James Caan, Oscar nominee for The Godfather, dies at 82

James Caan, the curly-haired badass, is known to movie fans as the hot-headed Sonny Corleone in The Godfather, and to television audiences as both the dying football player in the Weiner classic Brian’s Song and the casino boss in Las Vegas died. He was 82.

His manager Matt DelPiano said he died Wednesday. No reason was given.

“Jimmy was one of the greatest. Not only was he one of the best actors our business has ever seen, he was funny, loyal, caring and well-loved,” said DelPiano. “Our relationship has always been friendship before business. I will miss him very much and am proud to have worked with him over the years.”

A Michigan State University football player and a handy joker on production sets, Caan was a grinning, handsome performer with the swagger and muscular physique of an athlete. Despite drug problems, temper tantrums and minor legal battles, he managed to have a long career.

Caan had been a Francis Ford Coppola favorite since the 1960s, when Coppola cast him for the lead role in Rain People. He was primed for a starring role in The Godfather as Sonny, the No. 1 enforcer and eldest son of mob boss Vito Corleone.

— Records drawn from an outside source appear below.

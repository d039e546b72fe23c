//! Portfolio-vs-benchmark performance series.
//!
//! Price histories are fetched per symbol, concurrently, through a [`PriceLookup`].
//! A failed lookup only removes that symbol's contribution: it is logged and
//! replaced by an empty history, and never aborts sibling lookups.

use chrono::NaiveDate;
use futures::future::join_all;
use std::collections::{BTreeMap, BTreeSet, HashMap};
use std::sync::Arc;
use tokio::sync::Semaphore;
use tracing::{debug, warn};

use crate::config::{DateAxis, EngineConfig};
use crate::sources::{PriceLookup, PriceSeries};
use crate::types::{PerformancePoint, WeightedHolding};
use crate::{Error, Result};

/// Where benchmark values come from.
#[derive(Debug, Clone, PartialEq)]
pub enum Benchmark {
    /// Fetched through the same price lookup as the holdings.
    Symbol(String),
    /// Supplied directly by the caller.
    Prices(PriceSeries),
}

/// Fan-out and date-axis settings for [`build_series`].
#[derive(Debug, Clone, Copy, PartialEq, Eq)]
pub struct SeriesOptions {
    pub max_concurrent_lookups: usize,
    pub date_axis: DateAxis,
}

impl Default for SeriesOptions {
    fn default() -> Self {
        EngineConfig::default().into()
    }
}

impl From<&EngineConfig> for SeriesOptions {
    fn from(config: &EngineConfig) -> Self {
        Self {
            max_concurrent_lookups: config.max_concurrent_lookups,
            date_axis: config.date_axis,
        }
    }
}

impl From<EngineConfig> for SeriesOptions {
    fn from(config: EngineConfig) -> Self {
        (&config).into()
    }
}

/// Build the daily portfolio value and benchmark value series over `[start, end]`.
///
/// For each date on the axis, the portfolio value is the sum of
/// `price * weight_fraction` over all holdings. A holding without a price on a
/// date contributes zero on that date only. Dates where the benchmark has no
/// positive price are dropped, so a failed benchmark lookup gives an empty series.
///
/// With [`DateAxis::ReferenceSymbol`] the axis is the date set of the first symbol
/// in holding order. If that symbol's lookup fails the result is empty, not an
/// error; pick a liquid first holding or use [`DateAxis::Union`].
///
/// # Errors
///
/// `InvalidInput` if `start > end`. Lookup failures never surface as errors.
pub async fn build_series(
    holdings: &[WeightedHolding],
    lookup: Arc<dyn PriceLookup>,
    benchmark: &Benchmark,
    start: NaiveDate,
    end: NaiveDate,
    options: &SeriesOptions,
) -> Result<Vec<PerformancePoint>> {
    if start > end {
        return Err(Error::InvalidInput(format!(
            "start date {} is after end date {}",
            start, end
        )));
    }

    // Distinct symbols in holding order, with duplicate rows' weights merged
    let mut symbols: Vec<String> = Vec::new();
    let mut weights: HashMap<&str, f64> = HashMap::new();
    for h in holdings {
        let symbol = h.holding.symbol.as_str();
        if !weights.contains_key(symbol) {
            symbols.push(symbol.to_string());
        }
        *weights.entry(symbol).or_insert(0.0) += h.weight_fraction();
    }

    if symbols.is_empty() {
        return Ok(Vec::new());
    }

    let mut requests = symbols.clone();
    if let Benchmark::Symbol(symbol) = benchmark {
        if !weights.contains_key(symbol.as_str()) {
            requests.push(symbol.clone());
        }
    }

    let prices = fetch_all(lookup, &requests, start, end, options.max_concurrent_lookups).await;

    let dates: Vec<NaiveDate> = match options.date_axis {
        DateAxis::ReferenceSymbol => prices
            .get(&symbols[0])
            .map(|series| series.keys().copied().collect())
            .unwrap_or_default(),
        DateAxis::Union => symbols
            .iter()
            .filter_map(|s| prices.get(s))
            .flat_map(|series| series.keys().copied())
            .collect::<BTreeSet<_>>()
            .into_iter()
            .collect(),
    };

    if dates.is_empty() {
        warn!(
            reference = %symbols[0],
            "no dates on the performance axis; returning an empty series"
        );
        return Ok(Vec::new());
    }

    let empty = PriceSeries::new();
    let benchmark_prices = match benchmark {
        Benchmark::Symbol(symbol) => prices.get(symbol).unwrap_or(&empty),
        Benchmark::Prices(series) => series,
    };

    // A date without a usable benchmark price has no market return
    let axis_len = dates.len();
    let priced: Vec<(NaiveDate, f64)> = dates
        .into_iter()
        .filter_map(|date| {
            benchmark_prices
                .get(&date)
                .copied()
                .filter(|price| price.is_finite() && *price > 0.0)
                .map(|price| (date, price))
        })
        .collect();

    if priced.len() < axis_len {
        warn!(
            dropped = axis_len - priced.len(),
            kept = priced.len(),
            "benchmark has no price on some dates; dropping them"
        );
    }

    debug!(dates = priced.len(), symbols = symbols.len(), "assembling performance series");

    Ok(priced
        .into_iter()
        .map(|(date, benchmark)| {
            let value = symbols
                .iter()
                .map(|symbol| {
                    let price = prices
                        .get(symbol)
                        .and_then(|series| series.get(&date))
                        .copied()
                        .unwrap_or(0.0);
                    price * weights.get(symbol.as_str()).copied().unwrap_or(0.0)
                })
                .sum::<f64>();

            PerformancePoint {
                date,
                value,
                benchmark,
            }
        })
        .collect())
}

/// Fetch every symbol's history concurrently, at most `limit` at a time.
///
/// Each lookup runs as its own task. Failures and panics become empty histories.
/// Results are keyed by symbol, so completion order does not matter. If the caller
/// stops awaiting, tasks already spawned run to completion and are discarded.
async fn fetch_all(
    lookup: Arc<dyn PriceLookup>,
    symbols: &[String],
    start: NaiveDate,
    end: NaiveDate,
    limit: usize,
) -> BTreeMap<String, PriceSeries> {
    debug!(symbols = symbols.len(), limit, "fetching price histories");

    let permits = Arc::new(Semaphore::new(limit.max(1)));
    let tasks = symbols.iter().map(|symbol| {
        let lookup = Arc::clone(&lookup);
        let permits = Arc::clone(&permits);
        let symbol = symbol.clone();
        tokio::spawn(async move {
            let _permit = permits.acquire_owned().await.ok();
            lookup
                .get_prices(std::slice::from_ref(&symbol), start, end)
                .await
                .map(|mut map| map.remove(&symbol).unwrap_or_default())
        })
    });

    let results = join_all(tasks).await;

    let mut prices = BTreeMap::new();
    for (symbol, joined) in symbols.iter().zip(results) {
        let series = match joined {
            Ok(Ok(series)) => series,
            Ok(Err(e)) => {
                warn!(symbol = %symbol, error = %e, "price lookup failed; symbol contributes nothing");
                PriceSeries::new()
            }
            Err(e) => {
                warn!(symbol = %symbol, error = %e, "price lookup task died; symbol contributes nothing");
                PriceSeries::new()
            }
        };
        prices.insert(symbol.clone(), series);
    }

    prices
}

A violent and ruthless man who committed many murders, Sonny Corleone met his own end in one of the most harrowing scenes in film history. For decades afterward, he once said, strangers would come across him on the street and jokingly warn him to stay off toll roads.

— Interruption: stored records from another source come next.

//! Periodic and trailing returns over a value series.

use crate::types::ReturnsBreakdown;
use crate::{Error, Result};

/// Lookback, in trading days, for each entry of [`ReturnsBreakdown`].
pub const DAILY_LOOKBACK: usize = 1;
pub const WEEKLY_LOOKBACK: usize = 5;
pub const MONTHLY_LOOKBACK: usize = 21;
pub const QUARTERLY_LOOKBACK: usize = 63;
pub const YEARLY_LOOKBACK: usize = 252;

/// Convert a value series into fractional period returns.
///
/// `returns[i] = (values[i + 1] - values[i]) / values[i]`, so the output has one
/// element fewer than the input. A series shorter than two points yields an empty
/// vector.
///
/// # Errors
///
/// `InvalidSeries` if a value that acts as a divisor is zero, or if any value is
/// not finite.
pub fn returns(values: &[f64]) -> Result<Vec<f64>> {
    if values.len() < 2 {
        return Ok(Vec::new());
    }

    if let Some(idx) = values.iter().position(|v| !v.is_finite()) {
        return Err(Error::InvalidSeries(format!(
            "non-finite value at index {}",
            idx
        )));
    }

    values
        .windows(2)
        .enumerate()
        .map(|(i, pair)| {
            if pair[0] == 0.0 {
                return Err(Error::InvalidSeries(format!(
                    "zero value at index {} precedes index {}",
                    i,
                    i + 1
                )));
            }
            Ok((pair[1] - pair[0]) / pair[0])
        })
        .collect()
}

/// Return from the first to the last value of a series.
///
/// Series shorter than two points return `0.0`.
pub fn total_return(values: &[f64]) -> Result<f64> {
    match (values.first(), values.last()) {
        (Some(&first), Some(&last)) if values.len() >= 2 => {
            if first == 0.0 {
                return Err(Error::InvalidSeries(
                    "series starts at zero; total return undefined".to_string(),
                ));
            }
            Ok(last / first - 1.0)
        }
        _ => Ok(0.0),
    }
}

/// Geometric link of periodic returns: `prod(1 + r) - 1`.
pub fn compound_return(returns: &[f64]) -> f64 {
    returns.iter().fold(1.0, |acc, r| acc * (1.0 + r)) - 1.0
}

/// Return over the last `lookback` periods of a value series.
///
/// Returns `None` when the series has `lookback` points or fewer.
pub fn trailing_return(values: &[f64], lookback: usize) -> Result<Option<f64>> {
    if lookback == 0 || values.len() <= lookback {
        return Ok(None);
    }

    let last = values[values.len() - 1];
    let base = values[values.len() - 1 - lookback];
    if base == 0.0 {
        return Err(Error::InvalidSeries(format!(
            "zero base value {} periods before the end",
            lookback
        )));
    }

    Ok(Some(last / base - 1.0))
}

/// Daily, weekly, monthly, quarterly and yearly trailing returns.
pub fn returns_breakdown(values: &[f64]) -> Result<ReturnsBreakdown> {
    Ok(ReturnsBreakdown {
        daily: trailing_return(values, DAILY_LOOKBACK)?,
        weekly: trailing_return(values, WEEKLY_LOOKBACK)?,
        monthly: trailing_return(values, MONTHLY_LOOKBACK)?,
        quarterly: trailing_return(values, QUARTERLY_LOOKBACK)?,
        yearly: trailing_return(values, YEARLY_LOOKBACK)?,
    })
}

#[cfg(test)]
mod tests {
    use super::*;

    #[test]
    fn test_returns() {
        let values = vec![100.0, 110.0, 99.0];
        let r = returns(&values).unwrap();

        assert_eq!(r.len(), 2);
        assert!((r[0] - 0.10).abs() < 1e-12);
        assert!((r[1] + 0.10).abs() < 1e-12);
    }

    #[test]
    fn test_returns_short_series() {
        assert!(returns(&[]).unwrap().is_empty());
        assert!(returns(&[100.0]).unwrap().is_empty());
    }

    #[test]
    fn test_returns_zero_predecessor() {
        let result = returns(&[100.0, 0.0, 50.0]);
        assert!(matches!(result, Err(Error::InvalidSeries(_))));

        // A zero in the last slot is never a divisor
        let r = returns(&[100.0, 0.0]).unwrap();
        assert_eq!(r, vec![-1.0]);
    }

    #[test]
    fn test_returns_non_finite() {
        let result = returns(&[100.0, f64::NAN, 50.0]);
        assert!(matches!(result, Err(Error::InvalidSeries(_))));
    }

    #[test]
    fn test_total_return() {
        // (10500/10000) * (10200/10500) * (11000/10200) - 1 = 10%
        let values = vec![10000.0, 10500.0, 10200.0, 11000.0];
        let total = total_return(&values).unwrap();
        assert!((total - 0.10).abs() < 1e-12);

        let linked = compound_return(&returns(&values).unwrap());
        assert!((linked - total).abs() < 1e-12);

        assert_eq!(total_return(&[100.0]).unwrap(), 0.0);
        assert!(matches!(
            total_return(&[0.0, 1.0]),
            Err(Error::InvalidSeries(_))
        ));
    }

    #[test]
    fn test_trailing_return() {
        let values: Vec<f64> = (0..10).map(|i| 100.0 + i as f64).collect();

        assert_eq!(trailing_return(&values, 10).unwrap(), None);
        assert_eq!(trailing_return(&values, 0).unwrap(), None);

        // 109 / 104 - 1
        let weekly = trailing_return(&values, 5).unwrap().unwrap();
        assert!((weekly - (109.0 / 104.0 - 1.0)).abs() < 1e-12);
    }

    #[test]
    fn test_returns_breakdown() {
        let values: Vec<f64> = (0..30).map(|i| 100.0 * 1.01_f64.powi(i)).collect();
        let breakdown = returns_breakdown(&values).unwrap();

        assert!((breakdown.daily.unwrap() - 0.01).abs() < 1e-9);
        assert!((breakdown.weekly.unwrap() - (1.01_f64.powi(5) - 1.0)).abs() < 1e-9);
        assert!((breakdown.monthly.unwrap() - (1.01_f64.powi(21) - 1.0)).abs() < 1e-9);
        assert!(breakdown.quarterly.is_none());
        assert!(breakdown.yearly.is_none());
    }
}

Despite Coppola’s fears that it was a flop, the 1972 release was an enormous critical and commercial success, earning supporting actors Academy Award nominations for Caan, Duvall and Al Pacino.

Already a star on television, Caan had his breakthrough role in the 1971 TV movie Brian’s Song, an emotional drama about the Chicago Bears backing down Brian Piccolo, who died of cancer the previous year at the age of 26.

After Brian’s Song and The Godfather, he was one of Hollywood’s busiest actors, appearing in Hide in Plain Sight (which he also directed), Funny Lady (opposite Barbra Streisand), The Killer Elite and “The Killer Elite” on Neil Simon’s “Chapter Two” among others. He also had a brief appearance in a flashback sequence in The Godfather, Part II.

But in the early 1980s he began to get mad at films. He had begun to struggle with drug use and was devastated by the 1981 leukemia death of his sister Barbara, who had been a driving force in his career up to that point.

In 1990, he returned to full stardom opposite Kathy Bates in Misery.

Caan was in demand again, starring in 1991’s For the Boys with Bette Midler as part of a song and dance team entertaining US soldiers during World War II and the Korean and Vietnam Wars. The following year, he played a tongue-in-cheek version of Sonny Corleone in the comedy Honeymoon in Vegas.

Other later films were Flesh and Bone, Bottle Rocket, and Mickey Blue Eyes. He introduced himself to a new generation as Walter, the workaholic father of Buddy’s Will Ferrell in “Elf.”

Married and divorced four times, Caan had a daughter, Tara, and sons Scott, Alexander, James, and Jacob.